**TASK TO COMPLETE**
Repeat exactly the lines below that lie between the line with "let config = load_config(config)?;" and the line with "async fn load(name: &str, out: &Path, args: &StoreArgs)", counting both of those lines as part of the answer.

**ENTRIES SUPPLIED**
----

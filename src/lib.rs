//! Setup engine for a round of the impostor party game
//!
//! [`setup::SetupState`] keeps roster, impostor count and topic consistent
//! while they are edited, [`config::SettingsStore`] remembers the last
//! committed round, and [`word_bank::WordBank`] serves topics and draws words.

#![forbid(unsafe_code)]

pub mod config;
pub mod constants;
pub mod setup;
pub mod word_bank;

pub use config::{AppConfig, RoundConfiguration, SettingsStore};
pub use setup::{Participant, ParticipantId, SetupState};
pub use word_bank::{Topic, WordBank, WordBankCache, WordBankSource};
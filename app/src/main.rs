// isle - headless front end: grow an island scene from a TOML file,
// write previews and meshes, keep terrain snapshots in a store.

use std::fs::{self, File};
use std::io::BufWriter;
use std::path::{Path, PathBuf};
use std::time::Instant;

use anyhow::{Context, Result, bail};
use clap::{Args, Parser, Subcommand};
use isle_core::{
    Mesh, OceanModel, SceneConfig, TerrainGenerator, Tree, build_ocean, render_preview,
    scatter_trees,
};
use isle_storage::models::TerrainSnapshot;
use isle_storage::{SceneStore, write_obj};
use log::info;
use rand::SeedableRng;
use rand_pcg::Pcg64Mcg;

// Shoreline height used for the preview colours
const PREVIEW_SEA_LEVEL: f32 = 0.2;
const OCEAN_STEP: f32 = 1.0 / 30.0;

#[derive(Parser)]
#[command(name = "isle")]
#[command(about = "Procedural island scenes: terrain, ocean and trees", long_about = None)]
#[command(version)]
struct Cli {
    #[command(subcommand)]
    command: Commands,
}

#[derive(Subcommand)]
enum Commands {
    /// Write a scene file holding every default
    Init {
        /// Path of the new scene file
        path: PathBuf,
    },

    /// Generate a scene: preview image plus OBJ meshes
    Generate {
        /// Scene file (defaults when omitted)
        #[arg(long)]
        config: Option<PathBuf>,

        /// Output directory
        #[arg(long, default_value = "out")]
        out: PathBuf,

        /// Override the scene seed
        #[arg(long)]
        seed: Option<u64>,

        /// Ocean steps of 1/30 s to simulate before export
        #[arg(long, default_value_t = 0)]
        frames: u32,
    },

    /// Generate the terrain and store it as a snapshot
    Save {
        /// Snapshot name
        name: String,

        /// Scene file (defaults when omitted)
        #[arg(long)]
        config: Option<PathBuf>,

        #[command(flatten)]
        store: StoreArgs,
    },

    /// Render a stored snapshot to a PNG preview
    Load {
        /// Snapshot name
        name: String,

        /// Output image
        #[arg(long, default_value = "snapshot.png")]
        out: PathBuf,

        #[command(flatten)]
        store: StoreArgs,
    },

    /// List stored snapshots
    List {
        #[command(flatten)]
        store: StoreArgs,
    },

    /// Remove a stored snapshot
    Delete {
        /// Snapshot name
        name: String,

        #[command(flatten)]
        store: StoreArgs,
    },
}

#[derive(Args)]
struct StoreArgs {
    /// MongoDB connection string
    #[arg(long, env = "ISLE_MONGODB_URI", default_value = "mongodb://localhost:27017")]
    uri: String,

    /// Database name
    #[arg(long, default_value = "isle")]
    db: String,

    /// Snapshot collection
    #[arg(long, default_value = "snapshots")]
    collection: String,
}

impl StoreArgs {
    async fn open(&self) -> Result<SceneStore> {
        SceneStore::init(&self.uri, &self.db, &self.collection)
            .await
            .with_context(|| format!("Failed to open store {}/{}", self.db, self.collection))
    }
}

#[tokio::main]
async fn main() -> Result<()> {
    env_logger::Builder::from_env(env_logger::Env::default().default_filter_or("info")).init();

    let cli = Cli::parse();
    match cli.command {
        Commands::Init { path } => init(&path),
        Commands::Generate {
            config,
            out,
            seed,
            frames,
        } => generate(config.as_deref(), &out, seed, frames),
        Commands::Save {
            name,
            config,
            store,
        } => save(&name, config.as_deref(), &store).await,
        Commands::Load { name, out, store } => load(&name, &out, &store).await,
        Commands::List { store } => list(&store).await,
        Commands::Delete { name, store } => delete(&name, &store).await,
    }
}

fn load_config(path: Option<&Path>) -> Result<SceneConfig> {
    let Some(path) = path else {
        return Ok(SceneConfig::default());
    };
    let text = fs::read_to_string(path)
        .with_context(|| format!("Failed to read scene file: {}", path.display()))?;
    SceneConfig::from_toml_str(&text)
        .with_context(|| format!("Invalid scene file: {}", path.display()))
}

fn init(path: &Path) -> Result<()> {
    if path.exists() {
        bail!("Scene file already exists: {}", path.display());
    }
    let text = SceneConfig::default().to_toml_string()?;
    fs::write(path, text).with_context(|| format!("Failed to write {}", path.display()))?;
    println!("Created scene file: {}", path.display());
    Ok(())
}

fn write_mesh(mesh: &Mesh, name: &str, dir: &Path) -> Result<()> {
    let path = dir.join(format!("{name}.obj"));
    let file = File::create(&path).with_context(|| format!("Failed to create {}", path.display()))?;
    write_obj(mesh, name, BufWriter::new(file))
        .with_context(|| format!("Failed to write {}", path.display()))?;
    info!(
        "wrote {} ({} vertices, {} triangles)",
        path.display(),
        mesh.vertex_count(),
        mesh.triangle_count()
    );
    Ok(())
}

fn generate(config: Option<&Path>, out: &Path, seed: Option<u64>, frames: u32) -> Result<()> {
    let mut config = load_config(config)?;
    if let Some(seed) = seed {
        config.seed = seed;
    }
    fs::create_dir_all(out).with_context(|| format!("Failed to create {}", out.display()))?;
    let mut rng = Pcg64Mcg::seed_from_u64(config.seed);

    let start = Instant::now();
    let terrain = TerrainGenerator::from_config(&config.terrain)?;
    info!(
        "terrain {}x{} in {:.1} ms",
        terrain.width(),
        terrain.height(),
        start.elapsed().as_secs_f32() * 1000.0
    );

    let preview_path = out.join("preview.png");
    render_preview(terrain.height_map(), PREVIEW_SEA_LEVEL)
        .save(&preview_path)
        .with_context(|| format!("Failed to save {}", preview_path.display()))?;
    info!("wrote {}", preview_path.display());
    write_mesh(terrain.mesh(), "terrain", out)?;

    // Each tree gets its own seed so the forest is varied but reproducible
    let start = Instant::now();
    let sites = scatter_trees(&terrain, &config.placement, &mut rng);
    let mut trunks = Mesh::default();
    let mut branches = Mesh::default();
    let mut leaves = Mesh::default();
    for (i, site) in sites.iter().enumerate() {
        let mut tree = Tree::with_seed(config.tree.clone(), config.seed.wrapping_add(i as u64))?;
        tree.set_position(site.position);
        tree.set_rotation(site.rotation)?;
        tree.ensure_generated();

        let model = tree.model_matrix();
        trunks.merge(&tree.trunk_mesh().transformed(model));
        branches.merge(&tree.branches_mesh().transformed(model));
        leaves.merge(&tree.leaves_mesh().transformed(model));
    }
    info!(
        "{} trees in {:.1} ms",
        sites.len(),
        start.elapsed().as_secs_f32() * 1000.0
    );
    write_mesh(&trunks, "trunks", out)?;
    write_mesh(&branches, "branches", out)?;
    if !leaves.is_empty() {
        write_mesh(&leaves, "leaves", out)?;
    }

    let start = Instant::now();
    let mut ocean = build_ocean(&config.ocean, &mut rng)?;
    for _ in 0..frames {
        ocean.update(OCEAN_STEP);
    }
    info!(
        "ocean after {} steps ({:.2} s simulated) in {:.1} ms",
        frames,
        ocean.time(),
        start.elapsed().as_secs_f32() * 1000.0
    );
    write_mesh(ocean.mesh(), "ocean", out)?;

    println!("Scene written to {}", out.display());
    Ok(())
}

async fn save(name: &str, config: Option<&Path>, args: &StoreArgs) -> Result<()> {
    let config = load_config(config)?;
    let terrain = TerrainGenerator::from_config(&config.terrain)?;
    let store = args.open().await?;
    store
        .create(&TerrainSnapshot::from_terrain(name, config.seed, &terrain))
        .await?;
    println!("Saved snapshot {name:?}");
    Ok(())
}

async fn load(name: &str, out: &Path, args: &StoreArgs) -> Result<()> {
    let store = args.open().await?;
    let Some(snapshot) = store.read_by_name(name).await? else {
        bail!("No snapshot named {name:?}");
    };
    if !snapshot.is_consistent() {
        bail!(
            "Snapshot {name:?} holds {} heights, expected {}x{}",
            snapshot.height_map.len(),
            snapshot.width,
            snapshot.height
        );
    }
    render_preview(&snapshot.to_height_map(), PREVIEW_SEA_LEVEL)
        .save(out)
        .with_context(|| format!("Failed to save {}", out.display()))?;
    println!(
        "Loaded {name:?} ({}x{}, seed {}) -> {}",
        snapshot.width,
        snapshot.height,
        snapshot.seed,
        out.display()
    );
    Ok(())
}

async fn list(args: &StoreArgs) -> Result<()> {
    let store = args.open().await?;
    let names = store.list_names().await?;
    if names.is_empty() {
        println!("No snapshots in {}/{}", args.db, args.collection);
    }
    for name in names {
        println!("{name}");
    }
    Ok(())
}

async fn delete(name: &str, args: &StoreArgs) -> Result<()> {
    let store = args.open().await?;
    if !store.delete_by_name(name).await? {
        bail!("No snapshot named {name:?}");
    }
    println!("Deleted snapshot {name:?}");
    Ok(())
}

----

**ANSWER**
    let config = load_config(config)?;
    let terrain = TerrainGenerator::from_config(&config.terrain)?;
    let store = args.open().await?;
    store
        .create(&TerrainSnapshot::from_terrain(name, config.seed, &terrain))
        .await?;
    println!("Saved snapshot {name:?}");
    Ok(())
}

async fn load(name: &str, out: &Path, args: &StoreArgs) -> Result<()> {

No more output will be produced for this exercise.